Search the entries for the word "InvalidSunExposurePrimitive" and report each line that has it.

Stored data entries:
• • • • • • •

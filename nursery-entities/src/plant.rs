use num_derive::{FromPrimitive, ToPrimitive};
use num_traits::{FromPrimitive as _, ToPrimitive as _};
use strum::{EnumIter, EnumString, IntoStaticStr};
use thiserror::Error;

use crate::id::Id;

/// A species-level catalog entry, not a physical object.
///
/// `owner = None` marks a staff-authored entry that is globally
/// visible. `(owner, scientific_name)` is unique: a user cannot
/// register the same species twice.
#[derive(Debug, Clone, PartialEq, Eq)]
pub struct Plant {
    pub id: Id,
    pub owner: Option<Id>,
    pub scientific_name: String,
    pub common_name: String,
    pub water_frequency: WaterFrequency,
    pub sun_exposure: SunExposure,
    pub description: String,
    pub care_tips: String,
}

pub type WaterFrequencyPrimitive = i16;

#[rustfmt::skip]
#[derive(Debug, Clone, Copy, PartialEq, Eq, PartialOrd, Ord, FromPrimitive, ToPrimitive, EnumIter, EnumString, IntoStaticStr)]
#[strum(serialize_all = "snake_case", ascii_case_insensitive)]
pub enum WaterFrequency {
    Frequent   = 0,
    Regular    = 1,
    Infrequent = 2,
}

#[derive(Debug, Error)]
#[error("Invalid water frequency primitive: {0}")]
pub struct InvalidWaterFrequencyPrimitive(WaterFrequencyPrimitive);

impl TryFrom<WaterFrequencyPrimitive> for WaterFrequency {
    type Error = InvalidWaterFrequencyPrimitive;
    fn try_from(from: WaterFrequencyPrimitive) -> Result<Self, Self::Error> {
        Self::from_i16(from).ok_or(InvalidWaterFrequencyPrimitive(from))
    }
}

impl From<WaterFrequency> for WaterFrequencyPrimitive {
    fn from(from: WaterFrequency) -> Self {
        from.to_i16().expect("water frequency primitive")
    }
}

pub type SunExposurePrimitive = i16;

#[rustfmt::skip]
#[derive(Debug, Clone, Copy, PartialEq, Eq, PartialOrd, Ord, FromPrimitive, ToPrimitive, EnumIter, EnumString, IntoStaticStr)]
#[strum(serialize_all = "snake_case", ascii_case_insensitive)]
pub enum SunExposure {
    FullSun            = 0,
    FullSunPartShade   = 1,
    PartShade          = 2,
    PartShadeFullShade = 3,
    FullShade          = 4,
}

#[derive(Debug, Error)]
#[error("Invalid sun exposure primitive: {0}")]
pub struct InvalidSunExposurePrimitive(SunExposurePrimitive);

impl TryFrom<SunExposurePrimitive> for SunExposure {
    type Error = InvalidSunExposurePrimitive;
    fn try_from(from: SunExposurePrimitive) -> Result<Self, Self::Error> {
        Self::from_i16(from).ok_or(InvalidSunExposurePrimitive(from))
    }
}

impl From<SunExposure> for SunExposurePrimitive {
    fn from(from: SunExposure) -> Self {
        from.to_i16().expect("sun exposure primitive")
    }
}

#[cfg(test)]
mod tests {
    use super::*;

    #[test]
    fn parse_water_frequency() {
        assert_eq!("regular".parse(), Ok(WaterFrequency::Regular));
        assert_eq!("Frequent".parse(), Ok(WaterFrequency::Frequent));
        assert!("daily".parse::<WaterFrequency>().is_err());
    }

    #[test]
    fn parse_sun_exposure() {
        assert_eq!("full_sun_part_shade".parse(), Ok(SunExposure::FullSunPartShade));
        assert!("shade".parse::<SunExposure>().is_err());
    }
}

• • • • • • •

* **Worked solution**
pub struct InvalidSunExposurePrimitive(SunExposurePrimitive);
    type Error = InvalidSunExposurePrimitive;
        Self::from_i16(from).ok_or(InvalidSunExposurePrimitive(from))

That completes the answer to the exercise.